Following his 2015 psychedelic masterpiece Hey Joe Opus/Red Meat, the new album from visionary roots music songwriter and bandleader Otis Taylor, Fantasizing About Being Black, is a stark and poetic lesson on the historical trauma of the African American experience, from the voyages of slave ships to the Mississippi Delta. Taylor simultaneously travels back in time while moving forward as a musical artist. Blending his unique songwriting and the compelling musical approach that he calls “trance blues,” the recording — on Taylor’s Trance Blues Festival label — inspires with stories of the enduring human spirit, letting its hypnotic sound as well as Taylor’s lyrics tell a story of continuing struggle.

The artist explains that his 15th album is about “the different levels of racism in the African American experience that are unfortunately still with us today. The history of African Americans is the history of America,” Taylor says.

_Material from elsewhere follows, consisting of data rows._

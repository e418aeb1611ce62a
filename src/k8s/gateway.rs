//! Read-only resource listing against the Kubernetes API.

use async_trait::async_trait;
use k8s_openapi::NamespaceResourceScope;
use k8s_openapi::api::apps::v1::Deployment;
use k8s_openapi::api::batch::v1::Job;
use k8s_openapi::api::core::v1::{Node, PersistentVolumeClaim, Pod};
use kube::Api;
use kube::api::ListParams;
use serde::de::DeserializeOwned;
use tracing::debug;

use crate::error::StatusError;
use crate::k8s::resource::{ResourceKind, ResourceList, ResourceQuery};

/// Lists platform objects of one kind by namespace and label selector.
///
/// Implementations must be safe to share across concurrent requests.
#[async_trait]
pub trait ResourceGateway: Send + Sync {
    async fn list(&self, query: &ResourceQuery) -> Result<ResourceList, StatusError>;
}

/// Gateway backed by a `kube::Client`.
#[derive(Clone)]
pub struct KubeGateway {
    client: kube::Client,
}

impl KubeGateway {
    pub fn new(client: kube::Client) -> Self {
        Self { client }
    }

    fn namespaced_api<K>(&self, namespace: Option<&str>) -> Api<K>
    where
        K: kube::Resource<Scope = NamespaceResourceScope>,
        <K as kube::Resource>::DynamicType: Default,
    {
        match namespace {
            Some(ns) => Api::namespaced(self.client.clone(), ns),
            None => Api::all(self.client.clone()),
        }
    }
}

#[async_trait]
impl ResourceGateway for KubeGateway {
    async fn list(&self, query: &ResourceQuery) -> Result<ResourceList, StatusError> {
        let params = list_params(query);
        let namespace = query.namespace.as_deref();

        debug!(
            kind = %query.kind,
            namespace = namespace.unwrap_or("*"),
            selector = query.label_selector.as_deref().unwrap_or(""),
            "Listing resources"
        );

        let result = match query.kind {
            ResourceKind::Pod => list_items(self.namespaced_api::<Pod>(namespace), &params)
                .await
                .map(ResourceList::Pods),
            ResourceKind::Job => list_items(self.namespaced_api::<Job>(namespace), &params)
                .await
                .map(ResourceList::Jobs),
            ResourceKind::PersistentVolumeClaim => list_items(
                self.namespaced_api::<PersistentVolumeClaim>(namespace),
                &params,
            )
            .await
            .map(ResourceList::Claims),
            ResourceKind::Deployment => {
                list_items(self.namespaced_api::<Deployment>(namespace), &params)
                    .await
                    .map(ResourceList::Deployments)
            }
            ResourceKind::Node => list_items(Api::<Node>::all(self.client.clone()), &params)
                .await
                .map(ResourceList::Nodes),
        };

        result.map_err(|e| StatusError::KubernetesApi {
            kind: query.kind,
            message: e.to_string(),
        })
    }
}

async fn list_items<K>(api: Api<K>, params: &ListParams) -> Result<Vec<K>, kube::Error>
where
    K: Clone + DeserializeOwned + std::fmt::Debug,
{
    Ok(api.list(params).await?.items)
}

fn list_params(query: &ResourceQuery) -> ListParams {
    match &query.label_selector {
        Some(selector) => ListParams::default().labels(selector),
        None => ListParams::default(),
    }
}
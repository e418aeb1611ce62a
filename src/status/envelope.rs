use serde::{Deserialize, Serialize};
use tracing::error;

use crate::error::StatusError;
use crate::status::types::StatusReport;

pub const STATUS_REPORT_ERROR: &str = "error getting status report";
pub const VERSION_MISMATCH_ERROR: &str = "pgo client and server version mismatch";

#[derive(Debug, Clone, Copy, Default, PartialEq, Eq, Serialize, Deserialize)]
pub enum ResponseCode {
    #[default]
    #[serde(rename = "ok")]
    Ok,
    #[serde(rename = "error")]
    Error,
}

impl ResponseCode {
    pub const fn as_str(self) -> &'static str {
        match self {
            Self::Ok => "ok",
            Self::Error => "error",
        }
    }
}

impl std::fmt::Display for ResponseCode {
    fn fmt(&self, f: &mut std::fmt::Formatter<'_>) -> std::fmt::Result {
        f.write_str(self.as_str())
    }
}

/// Outcome carried by every API response.
#[derive(Debug, Clone, Default, PartialEq, Eq, Serialize, Deserialize)]
#[serde(rename_all = "PascalCase", default)]
pub struct Status {
    pub code: ResponseCode,
    pub msg: String,
}

impl Status {
    pub fn ok() -> Self {
        Self::default()
    }

    pub fn error(msg: impl Into<String>) -> Self {
        Self {
            code: ResponseCode::Error,
            msg: msg.into(),
        }
    }

    pub fn is_ok(&self) -> bool {
        self.code == ResponseCode::Ok
    }
}

/// Response to a status query.
#[derive(Debug, Clone, Default, PartialEq, Eq, Serialize, Deserialize)]
#[serde(rename_all = "PascalCase", default)]
pub struct StatusResponse {
    pub status: Status,
    pub result: StatusReport,
}

/// Wrap a report in the response envelope.
///
/// A composer error turns into a generic `Error` status; the cause is only
/// logged here and never returned to the caller. The report is attached
/// either way.
pub fn build_envelope(report: StatusReport, err: Option<&StatusError>) -> StatusResponse {
    let status = match err {
        Some(e) => {
            error!(error = %e, "Failed to build status report");
            Status::error(STATUS_REPORT_ERROR)
        }
        None => Status::ok(),
    };

    StatusResponse {
        status,
        result: report,
    }
}

impl StatusResponse {
    pub fn from_result(result: Result<StatusReport, StatusError>) -> Self {
        match result {
            Ok(report) => build_envelope(report, None),
            Err(e) => build_envelope(StatusReport::default(), Some(&e)),
        }
    }

    pub fn version_mismatch() -> Self {
        Self {
            status: Status::error(VERSION_MISMATCH_ERROR),
            result: StatusReport::default(),
        }
    }
}
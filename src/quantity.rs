//! Kubernetes resource quantities reduced to whole bytes and rendered back
//! in canonical binary-SI form (`"8Gi"`, `"1536"`, `"1k"`).

use std::sync::LazyLock;

use regex::Regex;

use crate::error::StatusError;

const BINARY_SUFFIXES: [&str; 7] = ["", "Ki", "Mi", "Gi", "Ti", "Pi", "Ei"];
const DECIMAL_SUFFIXES: [&str; 7] = ["", "k", "M", "G", "T", "P", "E"];

// sign, whole digits, fraction digits, suffix
static QUANTITY_REGEX: LazyLock<Regex> = LazyLock::new(|| {
    Regex::new(r"^([+-]?)(\d*)(?:\.(\d*))?(Ki|Mi|Gi|Ti|Pi|Ei|[numkMGTPE]|[eE][+-]?\d+)?$")
        .expect("quantity pattern is valid")
});

/// Parse a quantity string (`"5Gi"`, `"10G"`, `"1.5Ti"`, `"1e3"`, `"100m"`)
/// into a whole number of units.
///
/// Fractional results are rounded up to the next integer.
pub fn parse_bytes(input: &str) -> Result<i64, StatusError> {
    let invalid = || StatusError::InvalidQuantity(input.to_string());

    let caps = QUANTITY_REGEX.captures(input.trim()).ok_or_else(invalid)?;
    let group = |i| caps.get(i).map_or("", |m| m.as_str());
    let (negative, whole, frac, suffix) = (group(1) == "-", group(2), group(3), group(4));
    if whole.is_empty() && frac.is_empty() {
        return Err(invalid());
    }

    let mantissa_digits = format!("{whole}{frac}");
    let mantissa_digits = mantissa_digits.trim_start_matches('0');
    if mantissa_digits.len() > 30 {
        return Err(invalid());
    }
    let mantissa: i128 = if mantissa_digits.is_empty() {
        0
    } else {
        mantissa_digits.parse().map_err(|_| invalid())?
    };

    let mut numerator = mantissa;
    let mut exp10 = -i32::try_from(frac.len()).map_err(|_| invalid())?;

    if let Some(power) = BINARY_SUFFIXES
        .iter()
        .skip(1)
        .position(|&sfx| sfx == suffix)
    {
        let factor = 1024i128
            .checked_pow(u32::try_from(power + 1).map_err(|_| invalid())?)
            .ok_or_else(invalid)?;
        numerator = numerator.checked_mul(factor).ok_or_else(invalid)?;
    } else {
        exp10 = exp10
            .checked_add(decimal_exponent(suffix).ok_or_else(invalid)?)
            .ok_or_else(invalid)?;
    }

    let mut denominator = 1i128;
    if exp10 >= 0 {
        let factor = 10i128.checked_pow(exp10.unsigned_abs()).ok_or_else(invalid)?;
        numerator = numerator.checked_mul(factor).ok_or_else(invalid)?;
    } else {
        match 10i128.checked_pow(exp10.unsigned_abs()) {
            Some(factor) => denominator = factor,
            // Denominator exceeds any numerator, so the magnitude is below one.
            None => return Ok(i64::from(numerator > 0 && !negative)),
        }
    }

    if negative {
        numerator = -numerator;
    }

    let mut value = numerator / denominator;
    if numerator % denominator != 0 && numerator > 0 {
        value += 1;
    }

    i64::try_from(value).map_err(|_| invalid())
}

/// Power-of-ten exponent for a decimal SI suffix or an `e<N>` / `E<N>` exponent.
fn decimal_exponent(suffix: &str) -> Option<i32> {
    match suffix {
        "" => Some(0),
        "n" => Some(-9),
        "u" => Some(-6),
        "m" => Some(-3),
        "k" => Some(3),
        "M" => Some(6),
        "G" => Some(9),
        "T" => Some(12),
        "P" => Some(15),
        "E" => Some(18),
        _ => suffix.get(1..)?.parse().ok(),
    }
}

/// Render a byte count the way the platform canonicalises binary-SI quantities.
///
/// Values with magnitude below 1024 fall back to decimal SI, larger values use
/// the largest power-of-1024 suffix that divides them exactly.
pub fn format_binary_si(bytes: i64) -> String {
    if bytes == 0 {
        return "0".to_string();
    }
    if bytes > -1024 && bytes < 1024 {
        return format_decimal_si(bytes);
    }
    format_with_base(bytes, 1024, &BINARY_SUFFIXES)
}

fn format_decimal_si(value: i64) -> String {
    format_with_base(value, 1000, &DECIMAL_SUFFIXES)
}

fn format_with_base(value: i64, base: i64, suffixes: &[&str; 7]) -> String {
    let mut amount = value;
    let mut exponent = 0;
    while exponent < suffixes.len() - 1 && amount != 0 && amount % base == 0 {
        amount /= base;
        exponent += 1;
    }
    format!("{}{}", amount, suffixes[exponent])
}

#[cfg(test)]
mod tests {
    use super::*;

    const GI: i64 = 1024 * 1024 * 1024;

    #[test]
    fn test_parse_binary_suffixes() {
        assert_eq!(parse_bytes("5Gi").unwrap(), 5 * GI);
        assert_eq!(parse_bytes("512Mi").unwrap(), 512 * 1024 * 1024);
        assert_eq!(parse_bytes("1Ki").unwrap(), 1024);
        assert_eq!(parse_bytes("2Ti").unwrap(), 2 * 1024 * GI);
    }

    #[test]
    fn test_parse_decimal_suffixes() {
        assert_eq!(parse_bytes("10G").unwrap(), 10_000_000_000);
        assert_eq!(parse_bytes("1k").unwrap(), 1000);
        assert_eq!(parse_bytes("1E").unwrap(), 1_000_000_000_000_000_000);
        assert_eq!(parse_bytes("500").unwrap(), 500);
    }

    #[test]
    fn test_parse_exponent_notation() {
        assert_eq!(parse_bytes("1e3").unwrap(), 1000);
        assert_eq!(parse_bytes("12E6").unwrap(), 12_000_000);
    }

    #[test]
    fn test_parse_fractional_values() {
        assert_eq!(parse_bytes("1.5Gi").unwrap(), 1_610_612_736);
        assert_eq!(parse_bytes("0.5Ki").unwrap(), 512);
        assert_eq!(parse_bytes(".5Ki").unwrap(), 512);
    }

    #[test]
    fn test_parse_rounds_fractions_up() {
        assert_eq!(parse_bytes("100m").unwrap(), 1);
        assert_eq!(parse_bytes("1.1").unwrap(), 2);
        assert_eq!(parse_bytes("-1.5").unwrap(), -1);
    }

    #[test]
    fn test_parse_tiny_values_round_to_one() {
        assert_eq!(parse_bytes("1e-40").unwrap(), 1);
        assert_eq!(parse_bytes("0e-40").unwrap(), 0);
        assert_eq!(parse_bytes("-1e-40").unwrap(), 0);
        assert_eq!(parse_bytes("5e-3").unwrap(), 1);
    }

    #[test]
    fn test_parse_signed_values() {
        assert_eq!(parse_bytes("+2Ki").unwrap(), 2048);
        assert_eq!(parse_bytes("-2Ki").unwrap(), -2048);
        assert_eq!(parse_bytes("1e+3").unwrap(), 1000);
    }

    #[test]
    fn test_parse_zero() {
        assert_eq!(parse_bytes("0").unwrap(), 0);
        assert_eq!(parse_bytes("0Gi").unwrap(), 0);
        assert_eq!(parse_bytes(" 0 ").unwrap(), 0);
    }

    #[test]
    fn test_parse_invalid() {
        for input in ["", "Gi", "abc", "5Gb", "1.2.3", "5 Gi", "1e", "--1", "1-2", "+", ".", "1Gi2"] {
            assert!(parse_bytes(input).is_err(), "expected error for {input:?}");
        }
    }

    #[test]
    fn test_parse_overflow() {
        assert!(parse_bytes("100Ei").is_err());
        assert!(parse_bytes("1e40").is_err());
    }

    #[test]
    fn test_format_zero() {
        assert_eq!(format_binary_si(0), "0");
    }

    #[test]
    fn test_format_exact_binary() {
        assert_eq!(format_binary_si(8 * GI), "8Gi");
        assert_eq!(format_binary_si(1024), "1Ki");
        assert_eq!(format_binary_si(1000 * 1024), "1000Ki");
        assert_eq!(format_binary_si(-2048), "-2Ki");
    }

    #[test]
    fn test_format_inexact_binary_is_plain() {
        assert_eq!(format_binary_si(1536), "1536");
        assert_eq!(format_binary_si(1_000_000_000), "1000000000");
    }

    #[test]
    fn test_format_small_values_use_decimal() {
        assert_eq!(format_binary_si(512), "512");
        assert_eq!(format_binary_si(1000), "1k");
        assert_eq!(format_binary_si(-1000), "-1k");
    }

    #[test]
    fn test_parse_then_format() {
        assert_eq!(format_binary_si(parse_bytes("4096Mi").unwrap()), "4Gi");
        assert_eq!(format_binary_si(parse_bytes("1.5Gi").unwrap()), "1536Mi");
    }
}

“After 15 albums, I’ve taken all of my thoughts about the history of racial injustice and created a musical interpretation for modern times. When I started recording in 2015, I had no idea the topics would become even more relevant,” Taylor says.

Musically, Taylor produces a unique sound that draws on African American culture but is innovative in the instrumentation and arrangement. “I experimented with banjo and fiddle because slaves on the southern plantations played those instruments and I wanted to include the richness of the early African slave instrument sounds throughout the record.”

“If you close your eyes you can imagine the past, yet see the connections and relevance to what’s happening now,” Taylor says.

The songs on Fantasizing About Being Black comprise a bold and thought-provoking 11-part statement on the African American experience.

To date he has received 16 Blues Music Award (BMA) nominations. White African captured a BMA for best debut album. Taylor is also nominated regularly as an instrumentalist for his banjo playing, and won a Blues Music Award for his original style in 2009, following the release of Recapturing the Banjo. His albums Double V, Definition of a Circle and Recapturing the Banjo all won DownBeat’s Best Blues CD award in 2005, 2007 and 2008, respectively. He also took the magazine’s Critic’s Choice Award for Best Blues Album for 2003’s Truth Is Not Fiction. In 2000, he was awarded a fellowship from the Sundance Institute’s Composers’ Lab, and Taylor has been nominated two times for the prestigious Académie Charles Cros award in France, winning the Grand Prix du Disc for Blues in 2012. Three years ago, Contraband — his 12th album — took the DownBeat Critics’ Choice award again for Blues Album of the Year. His most recent album, Hey Joe Opus Red Meat is on display in the new Smithsonian Museum of African American History and Culture.

Following extensive touring in Europe, including six tours opening for the late Irish guitar legend Gary Moore, Taylor began his Trance Blues Festival in 2010. The annual event, held in November at Boulder’s eTown Hall, brings a broad cast of professional and amateur musicians together for performances, jams and workshops.